Entre las zonas preferidas por los cirujanos para extraer la grasa, en primer lugar está el tronco, en especial el vientre y el abdomen. Le siguen las piernas: rodillas, cartucheras, interior del muslo. Cualquier zona con sobrantes es candidata.

La técnica del «lipofilling» también se puede combinar con los implantes mamarios. Es más, en muchos casos es necesario, ya que  si por una reconstrucción, la prótesis se coloca muy cerca de la dermis (capa inferior de la epidermis), tan sólo la baja temperatura del implante puede causar molestias al contrastar con la temperatura corporal. Asimismo, si se combinan se consigue un efecto más natural.

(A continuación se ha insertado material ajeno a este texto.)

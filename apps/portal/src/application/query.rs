use crate::AppState;
use crate::application::{
    ApplicationError,
    middleware::{Session, session::take_flash},
    pages::{Message, request_list_page},
};
use axum::{Extension, extract::State, response::Response};
use core_lib::{CoreError, Repository, domain::staffing_request::RequestSummary};
use tracing::debug;

/// Requests whose provider is reachable through one of the profile's grants.
/// A profile without grants sees nothing.
pub async fn visible_requests(
    repository: &dyn Repository,
    profile_id: i64,
) -> Result<Vec<RequestSummary>, CoreError> {
    let mut provider_ids: Vec<i64> = repository
        .grants_for_profile(profile_id)
        .await?
        .into_iter()
        .filter_map(|grant| grant.provider_id)
        .collect();
    provider_ids.sort_unstable();
    provider_ids.dedup();

    if provider_ids.is_empty() {
        debug!("Profile {} has no provider grants", profile_id);
        return Ok(Vec::new());
    }
    repository.requests_for_providers(&provider_ids).await
}

// GET /listar
pub async fn handle_list_requests(
    State(state): State<AppState>,
    Extension(session): Extension<Session>,
) -> Result<Response, ApplicationError> {
    let rows = visible_requests(state.repo.as_ref(), session.user.profile_id).await?;
    let messages: Vec<Message> = take_flash(state.sessions.as_ref(), &session.id)
        .await
        .map(Message::success)
        .into_iter()
        .collect();
    request_list_page(&session.user.full_name, &messages, &rows)
}
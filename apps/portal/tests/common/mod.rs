#![allow(dead_code)]

use axum::Router;
use axum_test::{TestResponse, TestServer};
use core_lib::{
    Cache, Repository, SchedulingApi,
    adapters::{
        in_memory_cache::InMemoryCache, in_memory_repository::InMemoryRepository,
        in_memory_scheduling::InMemorySchedulingApi,
    },
    domain::{
        account::{Account, NewAccount},
        scheduling::{RemoteClient, RemoteCompany, RemoteContract, TokenValidation},
    },
};
use http::{HeaderValue, header};
use portal::{AppState, application::commands::login::hash_password, create_app};
use std::sync::Arc;

pub const SCHEDULING_URL: &str = "http://escala.test/api/";
pub const PASSWORD: &str = "complexpass123";

pub struct TestApp {
    pub server: TestServer,
    pub repo: InMemoryRepository,
    pub scheduling: InMemorySchedulingApi,
}

// Helper function to set up the test application with in-memory dependencies
pub fn setup_test_app() -> TestApp {
    let repo = InMemoryRepository::default();
    let scheduling = InMemorySchedulingApi::default();
    let sessions: Arc<dyn Cache> = Arc::new(InMemoryCache::default());

    let app_state = AppState {
        repo: Arc::new(repo.clone()) as Arc<dyn Repository>,
        scheduling: Arc::new(scheduling.clone()) as Arc<dyn SchedulingApi>,
        sessions,
        scheduling_base_url: SCHEDULING_URL.to_string(),
    };

    let app: Router = create_app(app_state);
    let server = TestServer::new(app).expect("Failed to create TestServer");
    TestApp {
        server,
        repo,
        scheduling,
    }
}

/// Validation payload for a token of `provider_tax_id` under `contract_id`.
pub fn validation(provider_tax_id: &str, provider_name: &str, contract_id: i64) -> TokenValidation {
    TokenValidation {
        email_cliente: Some("c@x.com".into()),
        empresa_contratante: RemoteCompany {
            cnpj: provider_tax_id.into(),
            razao_social: provider_name.into(),
        },
        contrato_cliente: RemoteContract {
            id: contract_id,
            cli_fornec: RemoteClient {
                cnpj: "222".into(),
                razao_social: "ClientCo".into(),
                email: Some("c@x.com".into()),
                telefone: Some("555".into()),
            },
        },
    }
}

/// `name=value` part of the session cookie set by `response`.
pub fn session_cookie(response: &TestResponse) -> HeaderValue {
    let set_cookie = response.header(header::SET_COOKIE);
    let pair = set_cookie
        .to_str()
        .expect("set-cookie is ascii")
        .split(';')
        .next()
        .expect("cookie pair")
        .to_string();
    HeaderValue::from_str(&pair).expect("valid cookie header")
}

pub fn location(response: &TestResponse) -> String {
    response
        .header(header::LOCATION)
        .to_str()
        .expect("location is ascii")
        .to_string()
}

impl TestApp {
    pub async fn register(&self, email: &str, full_name: &str, token: &str) -> TestResponse {
        self.server
            .post("/cadastro/")
            .form(&[
                ("email", email),
                ("nome_completo", full_name),
                ("password1", PASSWORD),
                ("password2", PASSWORD),
                ("token", token),
            ])
            .await
    }

    pub async fn login(&self, email: &str, password: &str) -> TestResponse {
        self.server
            .post("/login/")
            .form(&[("username", email), ("senha", password)])
            .await
    }

    /// Registers `email` with a freshly issued token and returns the session cookie.
    pub async fn registered_session(
        &self,
        email: &str,
        token: &str,
        provider_tax_id: &str,
        contract_id: i64,
    ) -> HeaderValue {
        self.scheduling.issue_token(
            token,
            validation(provider_tax_id, &format!("Provider {provider_tax_id}"), contract_id),
        );
        let response = self.register(email, "Test User", token).await;
        assert_eq!(location(&response), "/listar");
        session_cookie(&response)
    }

    /// Account created directly in the store, without any token grant.
    pub async fn account_without_grants(&self, email: &str) -> Account {
        self.repo
            .create_account(NewAccount {
                email: email.into(),
                password_hash: hash_password(PASSWORD).expect("hash password"),
                full_name: "No Grants".into(),
            })
            .await
            .expect("create account")
    }

    pub async fn get_with_session(&self, path: &str, cookie: &HeaderValue) -> TestResponse {
        self.server
            .get(path)
            .add_header(header::COOKIE, cookie.clone())
            .await
    }
}
use crate::{
    CoreError, SchedulingApi,
    domain::scheduling::{RequestSubmission, TokenValidation},
};
use async_trait::async_trait;
use dashmap::{DashMap, DashSet};
use std::sync::{
    Arc, Mutex,
    atomic::{AtomicBool, Ordering},
};

/// In-memory stand-in for the scheduling service.
///
/// Tokens registered with [`issue_token`](Self::issue_token) validate until
/// they are consumed. Failures of the consume and submit calls can be switched
/// on to exercise the error paths of the workflows.
#[derive(Debug, Clone, Default)]
pub struct InMemorySchedulingApi {
    tokens: Arc<DashMap<String, TokenValidation>>,
    consumed: Arc<DashSet<String>>,
    submissions: Arc<Mutex<Vec<RequestSubmission>>>,
    fail_consume: Arc<AtomicBool>,
    fail_submit: Arc<AtomicBool>,
}

impl InMemorySchedulingApi {
    pub fn issue_token(&self, token: &str, validation: TokenValidation) {
        self.tokens.insert(token.to_string(), validation);
    }

    pub fn set_fail_consume(&self, fail: bool) {
        self.fail_consume.store(fail, Ordering::SeqCst);
    }

    pub fn set_fail_submit(&self, fail: bool) {
        self.fail_submit.store(fail, Ordering::SeqCst);
    }

    pub fn is_consumed(&self, token: &str) -> bool {
        self.consumed.contains(token)
    }

    /// Submissions received so far, including rejected ones.
    pub fn submissions(&self) -> Vec<RequestSubmission> {
        self.submissions
            .lock()
            .map(|guard| guard.clone())
            .unwrap_or_default()
    }
}

#[async_trait]
impl SchedulingApi for InMemorySchedulingApi {
    async fn validate_token(&self, token: &str) -> Option<TokenValidation> {
        if self.consumed.contains(token) {
            return None;
        }
        self.tokens.get(token).map(|entry| entry.value().clone())
    }

    async fn consume_token(&self, token: &str) -> bool {
        if self.fail_consume.load(Ordering::SeqCst) || !self.tokens.contains_key(token) {
            return false;
        }
        self.consumed.insert(token.to_string())
    }

    async fn submit_request(&self, submission: &RequestSubmission) -> Result<(), CoreError> {
        if let Ok(mut guard) = self.submissions.lock() {
            guard.push(submission.clone());
        }
        if self.fail_submit.load(Ordering::SeqCst) {
            return Err(CoreError::Remote("status 503: unavailable".into()));
        }
        Ok(())
    }
}
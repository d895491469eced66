use axum::{
    http::StatusCode,
    response::{IntoResponse, Response},
};
use core_lib::CoreError;
use tracing::{error, warn};

// Declare sub-modules within the application layer
pub mod commands;
pub mod forms;
pub mod middleware;
pub mod pages;
pub mod query;

// Top-level error type for the application layer
#[derive(thiserror::Error, Debug)]
pub enum ApplicationError {
    #[error("Core Error: {0}")]
    Core(#[from] CoreError),

    #[error("Configuration Error: {0}")]
    Configuration(String),

    #[error("Template Error: {0}")]
    Template(String),
}

pub fn map_core_error(err: &CoreError) -> StatusCode {
    match err {
        CoreError::NotFound(_) => StatusCode::NOT_FOUND,
        CoreError::Validation(_) | CoreError::Precondition(_) => StatusCode::BAD_REQUEST,
        CoreError::Unauthorized(_) => StatusCode::UNAUTHORIZED,
        CoreError::AlreadyExists(_) => StatusCode::CONFLICT,
        CoreError::Remote(_) => StatusCode::BAD_GATEWAY,
        CoreError::Infrastructure(_) | CoreError::Configuration(_) | CoreError::Internal(_) => {
            StatusCode::INTERNAL_SERVER_ERROR
        }
    }
}

impl IntoResponse for ApplicationError {
    fn into_response(self) -> Response {
        let status = match &self {
            ApplicationError::Core(e) => map_core_error(e),
            ApplicationError::Configuration(_) | ApplicationError::Template(_) => {
                StatusCode::INTERNAL_SERVER_ERROR
            }
        };

        if status.is_server_error() {
            error!("Request failed: {:?}", self);
            return (status, "Erro interno. Tente novamente mais tarde.").into_response();
        }
        warn!("Request rejected: {}", self);
        (status, self.to_string()).into_response()
    }
}
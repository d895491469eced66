use core_lib::{
    Cache, Repository, SchedulingApi,
    adapters::{
        http_scheduling_client::HttpSchedulingClient,
        in_memory_cache::InMemoryCache,
        in_memory_repository::InMemoryRepository,
        postgres_repository::{MIGRATOR, PostgresRepository},
    },
};
use dotenvy::dotenv;
use portal::{AppState, config::PortalConfig, create_app};
use sqlx::postgres::PgPoolOptions;
use std::sync::Arc;
use tokio::net::TcpListener;
use tracing::{Level, error, info, warn};
use tracing_subscriber::FmtSubscriber;

type BoxError = Box<dyn std::error::Error + Send + Sync>;

const SESSION_CACHE_CAPACITY: u64 = 10_000;

async fn build_repository(database_url: Option<&str>) -> Result<Arc<dyn Repository>, BoxError> {
    let Some(url) = database_url else {
        warn!("DATABASE_URL not set, data is kept in memory and lost on restart");
        return Ok(Arc::new(InMemoryRepository::default()));
    };

    let pool = PgPoolOptions::new().max_connections(5).connect(url).await?;
    info!("Connected to Postgres");

    info!("Applying database migrations...");
    MIGRATOR.run(&pool).await?;
    info!("Migrations applied successfully.");

    Ok(Arc::new(PostgresRepository::new(pool)))
}

async fn run() -> Result<(), BoxError> {
    dotenv().ok();
    let config = PortalConfig::from_env()?;

    let repo = build_repository(config.database_url.as_deref()).await?;
    let scheduling_base_url = config.scheduling_api_url.to_string();
    let scheduling: Arc<dyn SchedulingApi> = Arc::new(HttpSchedulingClient::new(
        config.scheduling_api_url.clone(),
        config.scheduling_timeout,
    )?);
    let sessions: Arc<dyn Cache> = Arc::new(InMemoryCache::new(
        SESSION_CACHE_CAPACITY,
        config.session_ttl_secs,
    ));
    info!("Scheduling service at {}", scheduling_base_url);

    let app = create_app(AppState {
        repo,
        scheduling,
        sessions,
        scheduling_base_url,
    });

    let listener = TcpListener::bind(config.bind_addr).await?;
    info!("Portal listening on {}", config.bind_addr);
    axum::serve(listener, app.into_make_service()).await?;
    Ok(())
}

#[tokio::main]
async fn main() {
    let subscriber = FmtSubscriber::builder()
        .with_max_level(Level::INFO)
        .with_env_filter(tracing_subscriber::EnvFilter::from_default_env())
        .finish();
    if let Err(e) = tracing::subscriber::set_global_default(subscriber) {
        eprintln!("setting default subscriber failed: {e}");
    }

    info!("Starting portal v{}...", env!("CARGO_PKG_VERSION"));
    if let Err(e) = run().await {
        error!("Portal stopped: {}", e);
        std::process::exit(1);
    }
}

El doctor Fontdevila apuesta fuerte por esta técnica gracias al intenso desarrollo que se está produciendo en el campo de la bioingeniería: «En unos años, hasta las más delgaditas no tendrán ningún obstáculo y podrán aumentarse el pecho con su propia grasa gracias al desarrollo de técnicas para crear matrices tisulares y células madre».

 

Un pecho como el de Madonna
 El doctor norteamericano Roger Khouri ha creado su propio sistema para aumentar el pecho, el sistema Brava. Según Porcuna, «es una especie de "sacaleches", un succionador que expande el tejido de las mamas y que creó hace diez años». Es muy exitoso en EE UU, aunque la paciente debe llevarlo puesto 18 horas al día, durante cinco meses, incluso para dormir. Entre los cirujanos españoles se mira con recelo: «Su resultado sólo dura unos meses, deja unas aureolas muy extrañas y las mamas toman una forma muy apuntada, como las de Madonna», bromea Fontdevila.